A montagem é de primeira, a técnica de Godard é, indiscutivelmente, das mais perfeitas. Mixagem e som dentro da classe do mestre do cinema novo francês.
NÃO LIBERADO POR CONTRARIAR AS NORMAS LEGAIS VIGENTES EM NOSSO PAÍS, DENTRO DO QUE DISPÕEO DECRETO 20.493…
assina: Jacira G. Figueiredo de Oliveira
Como morreu Jean-Luc Godard
O cineasta Jean-Luc Godard faleceu nesta terça-feira (13/09), aos 91 anos, em Rolle, na Suíça. Godard teve acesso ao suicídio medicamente assistido, que é permitido pela constituição suíça e morreu junto aos seus familiares. De acordo com fontes ligadas a família do cineasta, “ele não estava doente, estava simplesmente exausto […]. Foi uma decisão dele e é importante que se saiba”. O suicídio assistido requer que a pessoa tenha plena posse das suas capacidades mentais e que voluntariamente expresse o desejo de morrer, além de ter que requisitar uma dose de medicamentos que ponha termo à sua vida.

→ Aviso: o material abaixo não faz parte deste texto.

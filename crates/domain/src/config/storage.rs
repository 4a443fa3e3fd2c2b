use serde::{Deserialize, Serialize};
use std::path::PathBuf;

/// Where the vault records live.
#[derive(Debug, Clone, Serialize, Deserialize)]
pub struct StorageConfig {
    /// Directory holding one file per persisted record.
    #[serde(default = "d_data_dir")]
    pub data_dir: PathBuf,
}

impl Default for StorageConfig {
    fn default() -> Self {
        Self {
            data_dir: d_data_dir(),
        }
    }
}

fn d_data_dir() -> PathBuf {
    dirs::home_dir()
        .unwrap_or_else(|| PathBuf::from("."))
        .join(".strategos")
}

#[cfg(test)]
mod tests {
    use super::*;

    #[test]
    fn default_data_dir_is_dot_strategos() {
        let cfg = StorageConfig::default();
        assert!(cfg.data_dir.ends_with(".strategos"));
    }
}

Jean-Luc Godard foi um dos líderes da Nouvelle Vague francesa e é um dos maiores nomes do cinema moderno. Diretor de grandes filmes como Viver a vida (1962), O Desprezo (1963), Bande à part (1964) e Alphaville (1965), Godard recebeu um Oscar honorário em 2011 pelo conjunto de sua obra. O cineasta já havia manifestado um possível desejo de morrer por intermédio do suicídio assistido em uma entrevista em 2014, na qual declarou: “Não estou ansioso de seguir a qualquer preço. Se estiver doente demais, não tenho vontade alguma de ficar sendo arrastado em um carrinho de mão”.

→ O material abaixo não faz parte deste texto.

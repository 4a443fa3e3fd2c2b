//! Process bootstrap: tracing, credential resolution, and vault unlock.

use std::sync::Arc;

use sg_domain::config::{Config, ConfigSeverity, LoggingConfig};
use sg_domain::error::Error;
use sg_providers::LlmProvider;
use sg_survey::access::AccessState;
use sg_survey::{FileKvStore, Vault};
use tracing_subscriber::EnvFilter;

use crate::cli::input;

/// Everything a vault command needs once startup has succeeded.
pub struct Runtime {
    pub config: Config,
    pub provider: Arc<dyn LlmProvider>,
    pub vault: Vault,
}

/// Initialize tracing from `[logging]`. `RUST_LOG` overrides the filter.
pub fn init_tracing(cfg: &LoggingConfig) {
    let filter =
        EnvFilter::try_from_default_env().unwrap_or_else(|_| EnvFilter::new(&cfg.filter));
    let builder = tracing_subscriber::fmt()
        .with_env_filter(filter)
        .with_writer(std::io::stderr);
    if cfg.json {
        builder.json().init();
    } else {
        builder.compact().init();
    }
}

/// Validate config, resolve the API credential, and open the vault.
///
/// Nothing touches the vault until the credential resolves.
pub fn open(config: Config) -> anyhow::Result<Runtime> {
    let errors: Vec<_> = config
        .validate()
        .into_iter()
        .filter(|e| e.severity == ConfigSeverity::Error)
        .collect();
    if !errors.is_empty() {
        for e in &errors {
            eprintln!("{e}");
        }
        anyhow::bail!("config has {} error(s); run `strategos config validate`", errors.len());
    }

    let provider = sg_providers::from_config(&config.llm)?;
    tracing::debug!(provider = provider.provider_id(), "provider ready");

    let store = Arc::new(FileKvStore::new(config.storage.data_dir.clone()));
    let vault = Vault::open(store)?;
    tracing::debug!(state = %vault.state(), data_dir = %config.storage.data_dir.display(), "vault opened");

    Ok(Runtime {
        config,
        provider,
        vault,
    })
}

/// Drive the vault to `Authenticated`, prompting on the terminal.
///
/// Registration and login re-prompt until they succeed. Declining the
/// legal terms is an error.
pub fn unlock(vault: &mut Vault) -> anyhow::Result<()> {
    loop {
        match vault.state() {
            AccessState::Authenticated => return Ok(()),
            AccessState::NeedsRegistration => register_interactive(vault)?,
            AccessState::NeedsLogin => {
                let password = input::password("Password: ")?;
                if password.is_empty() {
                    eprintln!("Please enter your password.");
                    continue;
                }
                if !vault.login(&password)? {
                    eprintln!("Incorrect password. Please try again.");
                }
            }
            AccessState::NeedsLegal => {
                if !accept_legal_interactive(vault)? {
                    anyhow::bail!("the legal terms must be accepted to continue");
                }
            }
            AccessState::Loading => anyhow::bail!("vault is still loading"),
        }
    }
}

/// Prompt for a new password until registration succeeds.
pub fn register_interactive(vault: &mut Vault) -> anyhow::Result<()> {
    eprintln!("Create a password to protect your answers on this device.");
    loop {
        let password = input::password("New password: ")?;
        let confirmation = input::password("Confirm password: ")?;
        match vault.register(&password, &confirmation) {
            Ok(()) => {
                eprintln!("Password created.");
                return Ok(());
            }
            Err(Error::Validation(msg)) => eprintln!("{msg}"),
            Err(e) => return Err(e.into()),
        }
    }
}

fn accept_legal_interactive(vault: &mut Vault) -> anyhow::Result<bool> {
    let today = chrono::Local::now().date_naive();
    println!("{}", sg_survey::legal::agreement_text(today));
    println!();
    let agreed = input::confirm(
        "I have read, understood, and agree to the Terms of Service and Privacy Policy.",
    )?;
    if agreed {
        vault.accept_legal()?;
    }
    Ok(agreed)
}

#[cfg(test)]
mod tests {
    use super::*;
    use sg_domain::config::AuthConfig;

    fn config_in(dir: &std::path::Path, auth: AuthConfig) -> Config {
        let mut config = Config::default();
        config.storage.data_dir = dir.join("vault");
        config.llm.provider.auth = auth;
        config
    }

    #[test]
    fn missing_credential_stops_before_the_vault() {
        let dir = tempfile::tempdir().unwrap();
        let config = config_in(
            dir.path(),
            AuthConfig {
                env: Some("STRATEGOS_TEST_UNSET_KEY_7F3A".into()),
                ..Default::default()
            },
        );
        let Err(err) = open(config) else {
            panic!("open succeeded without a credential");
        };
        assert!(err.to_string().contains("no API key"), "{err}");
        assert!(!dir.path().join("vault").exists());
    }

    #[test]
    fn fresh_vault_needs_registration() {
        let dir = tempfile::tempdir().unwrap();
        let config = config_in(
            dir.path(),
            AuthConfig {
                key: Some("test-key".into()),
                ..Default::default()
            },
        );
        let rt = open(config).unwrap();
        assert_eq!(rt.vault.state(), AccessState::NeedsRegistration);
        assert_eq!(rt.provider.provider_id(), "google");
    }

    #[test]
    fn invalid_config_is_rejected() {
        let dir = tempfile::tempdir().unwrap();
        let mut config = config_in(
            dir.path(),
            AuthConfig {
                key: Some("test-key".into()),
                ..Default::default()
            },
        );
        config.llm.timeout_secs = 0;
        let Err(err) = open(config) else {
            panic!("open accepted an invalid config");
        };
        assert!(err.to_string().contains("1 error(s)"));
    }
}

O que é suicídio assistido?
Comumente confundido com a eutanásia, o procedimento é legalizado em sete países, sendo eles: Holanda, Bélgica, Luxemburgo, Canadá, Suíça, Colômbia e Alemanha. Enquanto na eutanásia quem administra o meio pela qual se dá a morte é o próprio médico, sendo geralmente uma dose letal de um fármaco, no suicídio assistido o responsável por administrar a dose é a própria pessoa. Como dito anteriormente, é preciso ter uma análise capacidades mentais, uma declaração do desejo de morrer e requisitar os medicamentos.

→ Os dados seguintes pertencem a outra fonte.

mod llm;
mod logging;
mod storage;

pub use llm::*;
pub use logging::*;
pub use storage::*;

use serde::{Deserialize, Serialize};
use std::fmt;

// ━━━━━━━━━━━━━━━━━━━━━━━━━━━━━━━━━━━━━━━━━━━━━━━━━━━━━━━━━━━━━━━━━━
// Top-level config
// ━━━━━━━━━━━━━━━━━━━━━━━━━━━━━━━━━━━━━━━━━━━━━━━━━━━━━━━━━━━━━━━━━━

#[derive(Debug, Clone, Serialize, Deserialize, Default)]
pub struct Config {
    #[serde(default)]
    pub llm: LlmConfig,
    #[serde(default)]
    pub storage: StorageConfig,
    #[serde(default)]
    pub logging: LoggingConfig,
}

// ━━━━━━━━━━━━━━━━━━━━━━━━━━━━━━━━━━━━━━━━━━━━━━━━━━━━━━━━━━━━━━━━━━
// Config validation
// ━━━━━━━━━━━━━━━━━━━━━━━━━━━━━━━━━━━━━━━━━━━━━━━━━━━━━━━━━━━━━━━━━━

/// Severity level for a configuration issue.
#[derive(Debug, Clone, Copy, PartialEq, Eq)]
pub enum ConfigSeverity {
    Error,
    Warning,
}

/// A single configuration validation issue.
#[derive(Debug, Clone)]
pub struct ConfigError {
    pub severity: ConfigSeverity,
    pub field: String,
    pub message: String,
}

impl fmt::Display for ConfigError {
    fn fmt(&self, f: &mut fmt::Formatter<'_>) -> fmt::Result {
        let tag = match self.severity {
            ConfigSeverity::Error => "ERROR",
            ConfigSeverity::Warning => "WARN",
        };
        write!(f, "[{tag}] {}: {}", self.field, self.message)
    }
}

impl Config {
    /// Validate the configuration and return a list of issues.
    ///
    /// Returns an empty vec when everything looks good.
    pub fn validate(&self) -> Vec<ConfigError> {
        let mut errors = Vec::new();
        let provider = &self.llm.provider;

        if provider.id.is_empty() {
            errors.push(ConfigError {
                severity: ConfigSeverity::Error,
                field: "llm.provider.id".into(),
                message: "provider id must not be empty".into(),
            });
        }
        if provider.base_url.is_empty() {
            errors.push(ConfigError {
                severity: ConfigSeverity::Error,
                field: "llm.provider.base_url".into(),
                message: "provider base_url must not be empty".into(),
            });
        }

        // Warn when there is no way at all to find a credential.
        let auth = &provider.auth;
        let has_keychain = auth.service.is_some() && auth.account.is_some();
        if auth.key.is_none() && auth.env.is_none() && !has_keychain {
            errors.push(ConfigError {
                severity: ConfigSeverity::Warning,
                field: "llm.provider.auth".into(),
                message: "no credential source configured (key, env, or service+account)".into(),
            });
        }
        if auth.key.is_some() {
            errors.push(ConfigError {
                severity: ConfigSeverity::Warning,
                field: "llm.provider.auth.key".into(),
                message: "plaintext API key in config; prefer env or keychain".into(),
            });
        }

        if self.llm.timeout_secs == 0 {
            errors.push(ConfigError {
                severity: ConfigSeverity::Error,
                field: "llm.timeout_secs".into(),
                message: "timeout must be greater than 0".into(),
            });
        }

        for (field, temp) in [
            ("llm.report.temperature", self.llm.report.temperature),
            ("llm.chat.temperature", self.llm.chat.temperature),
        ] {
            if !(0.0..=2.0).contains(&temp) {
                errors.push(ConfigError {
                    severity: ConfigSeverity::Error,
                    field: field.into(),
                    message: format!("temperature {temp} outside 0.0..=2.0"),
                });
            }
        }

        if self.storage.data_dir.as_os_str().is_empty() {
            errors.push(ConfigError {
                severity: ConfigSeverity::Error,
                field: "storage.data_dir".into(),
                message: "data_dir must not be empty".into(),
            });
        }

        errors
    }
}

A legalização do procedimento é uma discussão que ainda gera polêmica na agenda política. O Reino Unido e o país de Gales rejeitaram em 2015 a proposta que institucionalizava o suicídio assistido, depois de uma forte oposição de grupos populares e dentro do próprio parlamento inglês. No Brasil, tanto a eutanásia quanto o suicídio assistido são considerados crimes passíveis de uma pena que pode chegar a seis anos de prisão.